DIRECTIONS >> Report every line of the records that includes the word "Simulator".

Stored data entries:
╔══

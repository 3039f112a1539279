use log::{error, info};
use std::fs::{self, File};
use std::io::{BufWriter, Write};
use std::path::Path;

use super::config::AppConfig;
use super::program::{dump_regions, Program};
use super::sim::mode::{SimConfig, StepMode, TargetSource};
use super::sim::records::InstRecord;
use super::sim::shell::{Command, Shell};
use super::utils::log::set_log;
use crate::arch::dpu::{Dpu, Instruction, Sequencer};
use crate::arch::profile::{Generation, Profile};
use crate::error::Result;
use crate::{inst_record, log_info};

pub struct Simulator {
  config: SimConfig,
  sequencer: Sequencer,
  instructions: Vec<Instruction>,
  pc: usize,
  records: Vec<InstRecord>,
}

impl Simulator {
  pub fn new(config: SimConfig, program: Program) -> Result<Self> {
    let profile = match &config.target {
      TargetSource::Builtin(name) => Profile::builtin(Generation::from_name(name)?),
      TargetSource::File(path) => Profile::from_toml_file(path)?,
    };
    let mut dpu = Dpu::new(profile, config.dpu)?;
    program.apply(&mut dpu)?;
    info!(
      "{}: {} instructions, {} regions",
      dpu.profile.name,
      program.instructions.len(),
      program.regions.len()
    );
    Ok(Self {
      config,
      sequencer: Sequencer::new(dpu),
      instructions: program.instructions,
      pc: 0,
      records: Vec::new(),
    })
  }

  pub fn from_app_config(app_config: &AppConfig, program_path: &Path) -> Result<Self> {
    Self::new(app_config.to_sim_config(), Program::from_file(program_path)?)
  }

  pub fn sequencer(&self) -> &Sequencer {
    &self.sequencer
  }

  pub fn records(&self) -> &[InstRecord] {
    &self.records
  }

  /// Stream exhausted or END reached.
  pub fn is_finished(&self) -> bool {
    self.pc >= self.instructions.len() || self.sequencer.is_ended()
  }

  pub fn run(&mut self) -> Result<()> {
    set_log(!self.config.quiet);
    let res = match self.config.step_mode {
      StepMode::Continuous => self.run_continuous(),
      StepMode::Step => self.run_step_mode(),
    };
    if let Err(e) = &res {
      error!("{}", e);
    }
    // trace and regions are written even after a fatal error
    self.finish()?;
    res
  }

  fn run_continuous(&mut self) -> Result<()> {
    log_info!("Continuous mode");
    while self.step()? {}
    log_info!("{} instructions executed", self.pc);
    Ok(())
  }

  fn run_step_mode(&mut self) -> Result<()> {
    log_info!("Step mode - Press Enter to step, 'c' to continue, 'q' to quit");
    let mut shell = Shell::new()?;
    while !self.is_finished() {
      match shell.read_command()? {
        Command::Step(n) => {
          for _ in 0..n {
            if !self.step()? {
              break;
            }
          }
        },
        Command::Continue => return self.run_continuous(),
        Command::Examine { bank, addr, count } => self.examine(bank, addr, count),
        Command::Quit => break,
      }
    }
    Ok(())
  }

  fn examine(&self, bank: u32, addr: usize, count: usize) {
    match self.sequencer.dpu().banks.get(bank).and_then(|b| b.read_vec(addr, count)) {
      Ok(data) => println!("bank {} @ {}: {:?}", bank, addr, data),
      Err(e) => eprintln!("Error: {}", e),
    }
  }

  /// Issue the next instruction; `false` once nothing is left to run.
  pub fn step(&mut self) -> Result<bool> {
    if self.is_finished() {
      return Ok(false);
    }
    let inst = &self.instructions[self.pc];
    let executed = self.sequencer.issue(inst)?;
    log_info!("[{}] #{} {} {}", self.pc, executed.id, executed.opcode, executed.summary);
    inst_record!(self.records, self.pc, executed);
    self.pc += 1;
    Ok(!self.is_finished())
  }

  fn finish(&self) -> Result<()> {
    if let Some(path) = &self.config.trace_file {
      let mut w = BufWriter::new(File::create(path)?);
      for r in &self.records {
        serde_json::to_writer(&mut w, r)?;
        writeln!(w)?;
      }
      w.flush()?;
      info!("trace: {} records -> {:?}", self.records.len(), path);
    }
    if let Some(path) = &self.config.output_file {
      fs::write(path, serde_json::to_string_pretty(&dump_regions(self.sequencer.dpu()))?)?;
      info!("regions -> {:?}", path);
    }
    Ok(())
  }
}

╚══

TASK OUTPUT >>
pub struct Simulator {
impl Simulator {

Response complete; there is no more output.